Friday, February 11

parabolas and parables

Hyperparabola, not hyperbole
Reading through a few of my regular blogs as well as the readings today, it has really struck me how pervasive and destructive the practice of scriptural literalism is.  Ignoring the use of metaphor, simile, proverb and parable for a moment, I'd like to focus on the simplest of things, word meaning.

Words today do not mean the same as they did 100, 300, 500, 1000 or 2000 years ago.  One of the readiest examples is the word 'aweful', which means "terribly bad, unpleasant" and occasionally it is used as an intensifying adverb (an awful cold day).

When the big push for the first english translations of scripture came about, aweful meant something very different.   It meant "full of awe", as in, full of wonder/reverence and dread, which is a different meaning for the word awe from 500 years before that.  Times change and so to words.

Now, let us consider metaphor, simile, proverb and parable.  All of these use something which is familiar to the listener to explain something which is not familiar to the listener.  There is an underlying assumption, however...that the listener is familiar with the first part so that they can make the leap to the second.  The parable of the Tares (Mat 13) comes to mind.  Even with Christ explaining it to the disciples in the text, it STILL doesn't make a lot of sense if you don't have a substantive agronomic background.  Where things get interesting is when you have stuff like today's gospel reading.  In Mark 7, Christ has left Galilee and is trying to keep a low profile (though that doesn't happen).  There is an exchange between Jesus and a Greek woman who wants her daughter to be exorcised by Christ.

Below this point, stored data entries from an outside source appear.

use std::collections::HashMap;

use async_trait::async_trait;
use chrono::NaiveDate;
use uuid::Uuid;

use shared_database::{SnapshotStore, SnapshotTx, StoreError};

use crate::models::{Appointment, AppointmentStatus};

#[derive(Debug, Clone, Default)]
pub struct AppointmentTables {
    pub appointments: HashMap<Uuid, Appointment>,
}

/// Row filter for the read-only query surface.
#[derive(Debug, Clone, Default)]
pub struct AppointmentFilter {
    pub date: Option<NaiveDate>,
    pub from_date: Option<NaiveDate>,
    pub to_date: Option<NaiveDate>,
    pub patient_id: Option<Uuid>,
    pub status: Option<AppointmentStatus>,
}

impl AppointmentFilter {
    fn matches(&self, row: &Appointment) -> bool {
        self.date.is_none_or(|d| row.date == d)
            && self.from_date.is_none_or(|d| row.date >= d)
            && self.to_date.is_none_or(|d| row.date <= d)
            && self.patient_id.is_none_or(|p| row.patient_id == p)
            && self.status.is_none_or(|s| row.status == s)
    }
}

#[async_trait]
pub trait AppointmentStore: Send + Sync {
    /// Open a transaction for a read-validate-write sequence. The store
    /// serializes writers; the overlap check and the insert it guards can
    /// never interleave with another booking.
    async fn begin(&self) -> Result<Box<dyn AppointmentTx>, StoreError>;

    async fn get(&self, id: Uuid) -> Result<Option<Appointment>, StoreError>;

    /// Filtered page ordered by date then start time, plus total match count.
    async fn search(
        &self,
        filter: &AppointmentFilter,
        page: i64,
        limit: i64,
    ) -> Result<(Vec<Appointment>, i64), StoreError>;

    /// Every appointment on a date, ordered by start time.
    async fn list_on(&self, date: NaiveDate) -> Result<Vec<Appointment>, StoreError>;

    /// A patient's history, most recent date first.
    async fn list_for_patient(&self, patient_id: Uuid) -> Result<Vec<Appointment>, StoreError>;

    /// Non-terminal appointments with `from <= date <= to`, soonest first.
    async fn upcoming(
        &self,
        from: NaiveDate,
        to: NaiveDate,
    ) -> Result<Vec<Appointment>, StoreError>;
}

#[async_trait]
pub trait AppointmentTx: Send {
    async fn get(&mut self, id: Uuid) -> Result<Option<Appointment>, StoreError>;

    /// Calendar-date partition read backing the overlap scan.
    async fn on_date(&mut self, date: NaiveDate) -> Result<Vec<Appointment>, StoreError>;

    async fn insert(&mut self, row: &Appointment) -> Result<(), StoreError>;

    async fn update(&mut self, row: &Appointment) -> Result<(), StoreError>;

    /// Hard delete. Returns whether the row existed.
    async fn remove(&mut self, id: Uuid) -> Result<bool, StoreError>;

    async fn commit(self: Box<Self>) -> Result<(), StoreError>;

    async fn rollback(self: Box<Self>) -> Result<(), StoreError>;
}

#[derive(Clone, Default)]
pub struct MemoryAppointmentStore {
    db: SnapshotStore<AppointmentTables>,
}

impl MemoryAppointmentStore {
    pub fn new() -> Self {
        Self {
            db: SnapshotStore::new(AppointmentTables::default()),
        }
    }
}

fn by_schedule(a: &Appointment, b: &Appointment) -> std::cmp::Ordering {
    a.date.cmp(&b.date).then(a.start_time.cmp(&b.start_time))
}

#[async_trait]
impl AppointmentStore for MemoryAppointmentStore {
    async fn begin(&self) -> Result<Box<dyn AppointmentTx>, StoreError> {
        Ok(Box::new(MemoryAppointmentTx {
            tx: self.db.begin().await,
        }))
    }

    async fn get(&self, id: Uuid) -> Result<Option<Appointment>, StoreError> {
        Ok(self.db.read(|t| t.appointments.get(&id).cloned()).await)
    }

    async fn search(
        &self,
        filter: &AppointmentFilter,
        page: i64,
        limit: i64,
    ) -> Result<(Vec<Appointment>, i64), StoreError> {
        let mut rows = self
            .db
            .read(|t| {
                t.appointments
                    .values()
                    .filter(|a| filter.matches(a))
                    .cloned()
                    .collect::<Vec<_>>()
            })
            .await;

        rows.sort_by(by_schedule);
        let total = rows.len() as i64;
        let offset = ((page - 1) * limit).max(0) as usize;
        let page_rows = rows
            .into_iter()
            .skip(offset)
            .take(limit.max(0) as usize)
            .collect();

        Ok((page_rows, total))
    }

    async fn list_on(&self, date: NaiveDate) -> Result<Vec<Appointment>, StoreError> {
        let mut rows = self
            .db
            .read(|t| {
                t.appointments
                    .values()
                    .filter(|a| a.date == date)
                    .cloned()
                    .collect::<Vec<_>>()
            })
            .await;
        rows.sort_by_key(|a| a.start_time);
        Ok(rows)
    }

    async fn list_for_patient(&self, patient_id: Uuid) -> Result<Vec<Appointment>, StoreError> {
        let mut rows = self
            .db
            .read(|t| {
                t.appointments
                    .values()
                    .filter(|a| a.patient_id == patient_id)
                    .cloned()
                    .collect::<Vec<_>>()
            })
            .await;
        rows.sort_by(|a, b| b.date.cmp(&a.date).then(a.start_time.cmp(&b.start_time)));
        Ok(rows)
    }

    async fn upcoming(
        &self,
        from: NaiveDate,
        to: NaiveDate,
    ) -> Result<Vec<Appointment>, StoreError> {
        let mut rows = self
            .db
            .read(|t| {
                t.appointments
                    .values()
                    .filter(|a| a.date >= from && a.date <= to && !a.status.is_terminal())
                    .cloned()
                    .collect::<Vec<_>>()
            })
            .await;
        rows.sort_by(by_schedule);
        Ok(rows)
    }
}

struct MemoryAppointmentTx {
    tx: SnapshotTx<AppointmentTables>,
}

#[async_trait]
impl AppointmentTx for MemoryAppointmentTx {
    async fn get(&mut self, id: Uuid) -> Result<Option<Appointment>, StoreError> {
        Ok(self.tx.rows().appointments.get(&id).cloned())
    }

    async fn on_date(&mut self, date: NaiveDate) -> Result<Vec<Appointment>, StoreError> {
        Ok(self
            .tx
            .rows()
            .appointments
            .values()
            .filter(|a| a.date == date)
            .cloned()
            .collect())
    }

    async fn insert(&mut self, row: &Appointment) -> Result<(), StoreError> {
        self.tx.rows_mut().appointments.insert(row.id, row.clone());
        Ok(())
    }

    async fn update(&mut self, row: &Appointment) -> Result<(), StoreError> {
        self.tx.rows_mut().appointments.insert(row.id, row.clone());
        Ok(())
    }

    async fn remove(&mut self, id: Uuid) -> Result<bool, StoreError> {
        Ok(self.tx.rows_mut().appointments.remove(&id).is_some())
    }

    async fn commit(self: Box<Self>) -> Result<(), StoreError> {
        self.tx.commit();
        Ok(())
    }

    async fn rollback(self: Box<Self>) -> Result<(), StoreError> {
        self.tx.rollback();
        Ok(())
    }
}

He said to her, “Let the children be fed first. For it is not right to take the food of the children and throw it to the dogs.”
She replied and said to him, “Lord, even the dogs under the table eat the children’s scraps.”
Then he said to her, “For saying this, you may go. The demon has gone out of your daughter.”

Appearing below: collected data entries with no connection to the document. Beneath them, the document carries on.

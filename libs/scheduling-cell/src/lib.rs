pub mod error;
pub mod handlers;
pub mod models;
pub mod router;
pub mod services;
pub mod store;

pub use error::SchedulingError;
pub use models::*;
pub use router::appointment_routes;
pub use store::{AppointmentStore, MemoryAppointmentStore};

Though this isn't a parable, the exchange between them is filled with cultural subtext which is entirely lost on literalists.  The 'children' are the jews...the chosen of god.  A dog is an unclean animal, as are heathens like the greek woman and her daughter.  So, knowing those things, you can read the 'code'.  Of course, those who understand judaic culture (especially of that time period), would have known these things without them needing to be said.  Folks like the original authors, the people it was originally written for and the medieval devout whose lives were infused with the history, tradition and scriptures.

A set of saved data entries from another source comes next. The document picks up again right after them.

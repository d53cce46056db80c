use std::collections::HashMap;

use async_trait::async_trait;
use uuid::Uuid;

use shared_database::{SnapshotStore, SnapshotTx, StoreError};

use crate::models::Chart;

#[derive(Debug, Clone, Default)]
pub struct ChartTables {
    pub charts: HashMap<Uuid, Chart>,
}

#[async_trait]
pub trait ChartStore: Send + Sync {
    async fn begin(&self) -> Result<Box<dyn ChartTx>, StoreError>;

    async fn get(&self, id: Uuid) -> Result<Option<Chart>, StoreError>;

    /// Active charts for a patient, most recent chart date first.
    async fn list_by_patient(&self, patient_id: Uuid) -> Result<Vec<Chart>, StoreError>;

    /// Chart-directory lookup used by the ledger cell.
    async fn is_active(&self, id: Uuid) -> Result<bool, StoreError>;
}

#[async_trait]
pub trait ChartTx: Send {
    async fn get(&mut self, id: Uuid) -> Result<Option<Chart>, StoreError>;

    async fn upsert(&mut self, chart: &Chart) -> Result<(), StoreError>;

    async fn commit(self: Box<Self>) -> Result<(), StoreError>;

    async fn rollback(self: Box<Self>) -> Result<(), StoreError>;
}

#[derive(Clone, Default)]
pub struct MemoryChartStore {
    db: SnapshotStore<ChartTables>,
}

impl MemoryChartStore {
    pub fn new() -> Self {
        Self {
            db: SnapshotStore::new(ChartTables::default()),
        }
    }
}

#[async_trait]
impl ChartStore for MemoryChartStore {
    async fn begin(&self) -> Result<Box<dyn ChartTx>, StoreError> {
        Ok(Box::new(MemoryChartTx {
            tx: self.db.begin().await,
        }))
    }

    async fn get(&self, id: Uuid) -> Result<Option<Chart>, StoreError> {
        Ok(self.db.read(|t| t.charts.get(&id).cloned()).await)
    }

    async fn list_by_patient(&self, patient_id: Uuid) -> Result<Vec<Chart>, StoreError> {
        let mut charts = self
            .db
            .read(|t| {
                t.charts
                    .values()
                    .filter(|c| c.patient_id == patient_id && c.active)
                    .cloned()
                    .collect::<Vec<_>>()
            })
            .await;
        charts.sort_by(|a, b| b.date.cmp(&a.date));
        Ok(charts)
    }

    async fn is_active(&self, id: Uuid) -> Result<bool, StoreError> {
        Ok(self
            .db
            .read(|t| t.charts.get(&id).map(|c| c.active).unwrap_or(false))
            .await)
    }
}

struct MemoryChartTx {
    tx: SnapshotTx<ChartTables>,
}

#[async_trait]
impl ChartTx for MemoryChartTx {
    async fn get(&mut self, id: Uuid) -> Result<Option<Chart>, StoreError> {
        Ok(self.tx.rows().charts.get(&id).cloned())
    }

    async fn upsert(&mut self, chart: &Chart) -> Result<(), StoreError> {
        self.tx.rows_mut().charts.insert(chart.id, chart.clone());
        Ok(())
    }

    async fn commit(self: Box<Self>) -> Result<(), StoreError> {
        self.tx.commit();
        Ok(())
    }

    async fn rollback(self: Box<Self>) -> Result<(), StoreError> {
        self.tx.rollback();
        Ok(())
    }
}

As for the geometry above, parabolas (and hyperparabolas) dance around the point, can highlight where 'the point' is.....but they never actually hit the mark themselves, leaving the examiner to figure out exactly what 'the point' is.  Parables (and the rest) are much in the same way.  They will highlight around 'the point', dance around it, etc....but it is still up to the reader to discern for themselves what is going on.